On 07/12/2016 03:51 PM, Kagamin wrote:
It's strange if you want to expose a bare volatile variable to the rest
of the world and expect the world to cope with concurrency on every access.

I'm not sure what you're saying here. Should unsafe reading and writing of shared types simply be allowed and have the common syntax (as it is now), and the programmer should make sure that things are set up correctly?

That's a reasonable stance, but it's not the one that D takes towards shared when `shared int x; ++x` is deprecated.

The problem is when an unshared postblit is called on the shared data.

I understand that. The programmer who writes the cast would have to work around it. I agree that it's rather ugly. Maybe a function can be written that does an unsafe copy and then calls the shared postblit.

Correct me if I'm wrong: Currently, the compiler generates a
non-atomic load for reading shared data. In particular, it doesn't
generate a raw atomic load. And you say you can't do a raw atomic load
with core.atomic.atomicLoad.

I say non-atomic load is not supported by atomicLoad. 5th kind of
synchronization will help here.

So a "raw load" is just a non-atomic load after all? When I asked earlier you wrote "raw atomic load" in your reply, so I assumed it was some kind of atomic load.
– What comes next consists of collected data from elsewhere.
//! User Model
//!
//! There is no real authentication in this system: "login" is a local
//! flag, and the current user is a store slot.

use serde::{Deserialize, Serialize};

/// User entity
#[derive(Debug, Clone, Serialize, Deserialize)]
pub struct User {
    pub id: String,
    pub name: String,
    pub email: String,
    pub phone: Option<String>,
    pub created_at: i64,
}

impl super::HasId for User {
    fn id(&self) -> &str {
        &self.id
    }
}
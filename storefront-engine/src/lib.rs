//! Storefront State Engine
//!
//! Local transactional state layer for a client-side food-ordering
//! storefront: a persistent key-value store, a publish/subscribe change
//! model, and the shopping-cart/order engine built on top of them.
//! Rendering, admin screens and navigation are external consumers of
//! this crate's contract.
//!
//! # Module structure
//!
//! ```text
//! storefront-engine/src/
//! ├── config/        # Env-backed configuration
//! ├── store/         # redb-backed persistent key-value store
//! ├── events/        # In-process bus + cross-handle change feed
//! ├── cart/          # Cart engine: dedup, pricing, checkout, offline
//! ├── catalog/       # Read-only catalog and pricing queries
//! ├── orders/        # Order directory: status machine, admin queries
//! └── utils/         # Logging setup
//! ```
//!
//! # Lifecycle
//!
//! Open one [`Store`] at startup and pass it (it is cheaply cloneable and
//! shares the database and event channels) to every collaborator.
//! Construct one [`CartEngine`] per storefront handle; engines sharing a
//! store converge through the change feed.

pub mod cart;
pub mod catalog;
pub mod config;
pub mod events;
pub mod orders;
pub mod store;
pub mod utils;

// Re-export public types
pub use cart::{CartEngine, CartError, CartSummary, CheckoutError, CheckoutReport, PromoError};
pub use catalog::{Catalog, RestaurantFilters};
pub use config::Config;
pub use events::{EventBus, EventPayload, ListenerId, StorageChange, Topic};
pub use orders::{OrderDirectory, OrderError};
pub use store::{Store, StoreError, StoreResult, keys};

// Re-export logger functions
pub use utils::logger::{init_logger, init_logger_with_file};
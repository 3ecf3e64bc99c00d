//! Engine configuration
//!
//! # Environment variables
//!
//! Every setting can be overridden through the environment:
//!
//! | Variable | Default | Description |
//! |----------|---------|-------------|
//! | STOREFRONT_DATA_DIR | data | Directory holding the store database |
//! | STOREFRONT_ORDER_PREFIX | FPW | Order id prefix |
//! | STOREFRONT_BASE_DELIVERY_MINUTES | 35 | Base delivery estimate |
//! | STOREFRONT_DELIVERY_JITTER_MINUTES | 10 | Upper bound on estimate jitter |
//! | STOREFRONT_OFFLINE_MAX_AGE_HOURS | 24 | Offline snapshot freshness window |
//! | STOREFRONT_LOG_LEVEL | info | Log level for the fmt subscriber |

use std::path::PathBuf;

/// Engine configuration
#[derive(Debug, Clone)]
pub struct Config {
    /// Directory holding the store database file
    pub data_dir: String,
    /// Prefix for generated order ids
    pub order_prefix: String,
    /// Base delivery estimate in minutes, before area offsets
    pub base_delivery_minutes: i64,
    /// Exclusive upper bound on the random minutes added to estimates
    pub delivery_jitter_minutes: i64,
    /// Offline cart snapshots older than this are not restored
    pub offline_max_age_hours: i64,
    /// Log level: trace | debug | info | warn | error
    pub log_level: String,
}

impl Default for Config {
    fn default() -> Self {
        Self {
            data_dir: "data".into(),
            order_prefix: "FPW".into(),
            base_delivery_minutes: 35,
            delivery_jitter_minutes: 10,
            offline_max_age_hours: 24,
            log_level: "info".into(),
        }
    }
}

impl Config {
    /// Load configuration from environment variables, falling back to
    /// defaults for anything unset or unparseable
    pub fn from_env() -> Self {
        let defaults = Self::default();
        Self {
            data_dir: std::env::var("STOREFRONT_DATA_DIR").unwrap_or(defaults.data_dir),
            order_prefix: std::env::var("STOREFRONT_ORDER_PREFIX").unwrap_or(defaults.order_prefix),
            base_delivery_minutes: env_i64(
                "STOREFRONT_BASE_DELIVERY_MINUTES",
                defaults.base_delivery_minutes,
            ),
            delivery_jitter_minutes: env_i64(
                "STOREFRONT_DELIVERY_JITTER_MINUTES",
                defaults.delivery_jitter_minutes,
            ),
            offline_max_age_hours: env_i64(
                "STOREFRONT_OFFLINE_MAX_AGE_HOURS",
                defaults.offline_max_age_hours,
            ),
            log_level: std::env::var("STOREFRONT_LOG_LEVEL").unwrap_or(defaults.log_level),
        }
    }

    /// Path of the store database file
    pub fn db_path(&self) -> PathBuf {
        PathBuf::from(&self.data_dir).join("storefront.redb")
    }
}

fn env_i64(name: &str, default: i64) -> i64 {
    std::env::var(name)
        .ok()
        .and_then(|value| value.parse().ok())
        .unwrap_or(default)
}
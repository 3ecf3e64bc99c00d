//! Event plumbing for the storefront state layer
//!
//! Two independent channels, both owned by the [`Store`](crate::store::Store):
//!
//! 1. An in-process publish/subscribe registry ([`EventBus`]) with typed
//!    payloads. Listeners fire in registration order; emission iterates a
//!    snapshot of the listener list, and each listener is re-checked
//!    against the live registry immediately before it runs, so a listener
//!    removed mid-emission does not fire.
//! 2. A cross-handle change feed (`tokio::sync::broadcast`), one
//!    [`StorageChange`] per successful write or removal. Components that
//!    cache store-backed state hold a receiver and refresh their view when
//!    a key they care about changes.

use parking_lot::Mutex;
use serde_json::Value;
use shared::models::LineItem;
use std::collections::HashMap;
use std::sync::Arc;
use std::sync::atomic::{AtomicU64, Ordering};

/// Named events on the in-process bus
#[derive(Debug, Clone, Copy, PartialEq, Eq, Hash)]
pub enum Topic {
    /// A store slot was written or removed
    StorageUpdate,
    /// The whole store was reset to defaults
    StorageClear,
    /// The cart changed through a cart-engine operation
    CartUpdate,
}

/// Typed event payloads
#[derive(Debug, Clone)]
pub enum EventPayload {
    StorageUpdate {
        key: String,
        /// New value; `None` for a removal
        value: Option<Value>,
    },
    StorageClear,
    CartUpdate {
        items: Vec<LineItem>,
        count: u32,
        subtotal: i64,
    },
}

/// Cross-handle change notification, one per successful write/remove
#[derive(Debug, Clone)]
pub struct StorageChange {
    pub key: String,
    /// New value; `None` for a removal
    pub value: Option<Value>,
}

/// Handle for unregistering a listener
#[derive(Debug, Clone, Copy, PartialEq, Eq)]
pub struct ListenerId(u64);

type Listener = Arc<dyn Fn(&EventPayload) + Send + Sync>;

/// In-process observer registry with typed payloads
pub struct EventBus {
    next_id: AtomicU64,
    listeners: Mutex<HashMap<Topic, Vec<(ListenerId, Listener)>>>,
}

impl std::fmt::Debug for EventBus {
    fn fmt(&self, f: &mut std::fmt::Formatter<'_>) -> std::fmt::Result {
        f.debug_struct("EventBus")
            .field("next_id", &self.next_id)
            .finish()
    }
}

impl Default for EventBus {
    fn default() -> Self {
        Self::new()
    }
}

impl EventBus {
    pub fn new() -> Self {
        Self {
            next_id: AtomicU64::new(1),
            listeners: Mutex::new(HashMap::new()),
        }
    }

    /// Register a listener for a topic; fires in registration order
    pub fn on<F>(&self, topic: Topic, listener: F) -> ListenerId
    where
        F: Fn(&EventPayload) + Send + Sync + 'static,
    {
        let id = ListenerId(self.next_id.fetch_add(1, Ordering::Relaxed));
        self.listeners
            .lock()
            .entry(topic)
            .or_default()
            .push((id, Arc::new(listener)));
        id
    }

    /// Unregister a listener; unknown ids are a no-op
    pub fn off(&self, topic: Topic, id: ListenerId) {
        if let Some(entries) = self.listeners.lock().get_mut(&topic) {
            entries.retain(|(listener_id, _)| *listener_id != id);
        }
    }

    /// Deliver a payload to every listener registered for the topic.
    ///
    /// The registry lock is not held while a listener runs, so listeners
    /// may register or unregister others (or themselves).
    pub fn emit(&self, topic: Topic, payload: &EventPayload) {
        let snapshot: Vec<(ListenerId, Listener)> = self
            .listeners
            .lock()
            .get(&topic)
            .map(|entries| entries.clone())
            .unwrap_or_default();

        for (id, listener) in snapshot {
            let still_registered = self
                .listeners
                .lock()
                .get(&topic)
                .is_some_and(|entries| entries.iter().any(|(lid, _)| *lid == id));
            if still_registered {
                listener(payload);
            }
        }
    }
}

#[cfg(test)]
mod tests {
    use super::*;
    use parking_lot::Mutex as PlMutex;

    #[test]
    fn test_listeners_fire_in_registration_order() {
        let bus = EventBus::new();
        let seen = Arc::new(PlMutex::new(Vec::new()));

        for tag in ["first", "second", "third"] {
            let seen = seen.clone();
            bus.on(Topic::StorageClear, move |_| seen.lock().push(tag));
        }

        bus.emit(Topic::StorageClear, &EventPayload::StorageClear);
        assert_eq!(*seen.lock(), vec!["first", "second", "third"]);
    }

    #[test]
    fn test_off_removes_listener() {
        let bus = EventBus::new();
        let count = Arc::new(AtomicU64::new(0));

        let counter = count.clone();
        let id = bus.on(Topic::StorageClear, move |_| {
            counter.fetch_add(1, Ordering::Relaxed);
        });

        bus.emit(Topic::StorageClear, &EventPayload::StorageClear);
        bus.off(Topic::StorageClear, id);
        bus.emit(Topic::StorageClear, &EventPayload::StorageClear);

        assert_eq!(count.load(Ordering::Relaxed), 1);
    }

    #[test]
    fn test_listener_removed_during_emission_does_not_fire() {
        let bus = Arc::new(EventBus::new());
        let fired = Arc::new(AtomicU64::new(0));

        // Second listener's id, registered below; the first listener
        // removes it before it has fired.
        let second_id = Arc::new(PlMutex::new(None));

        let bus_for_first = bus.clone();
        let second_for_first = second_id.clone();
        bus.on(Topic::StorageClear, move |_| {
            if let Some(id) = *second_for_first.lock() {
                bus_for_first.off(Topic::StorageClear, id);
            }
        });

        let fired_counter = fired.clone();
        let id = bus.on(Topic::StorageClear, move |_| {
            fired_counter.fetch_add(1, Ordering::Relaxed);
        });
        *second_id.lock() = Some(id);

        bus.emit(Topic::StorageClear, &EventPayload::StorageClear);
        assert_eq!(fired.load(Ordering::Relaxed), 0);
    }

    #[test]
    fn test_topics_are_independent() {
        let bus = EventBus::new();
        let count = Arc::new(AtomicU64::new(0));

        let counter = count.clone();
        bus.on(Topic::CartUpdate, move |_| {
            counter.fetch_add(1, Ordering::Relaxed);
        });

        bus.emit(Topic::StorageClear, &EventPayload::StorageClear);
        assert_eq!(count.load(Ordering::Relaxed), 0);
    }
}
Supporting non-atomic load in atomicLoad would be weird, wouldn't it? It would be opposite of what it says on the label.

Would the point be that it calls the shared postblit (unlike casting shared away and then copying)? As mentioned above, I'd hope that a function that does that can be written.

I didn't manage to find out what the "5th kind of synchronization" is. If it's important for this discussion, please elaborate.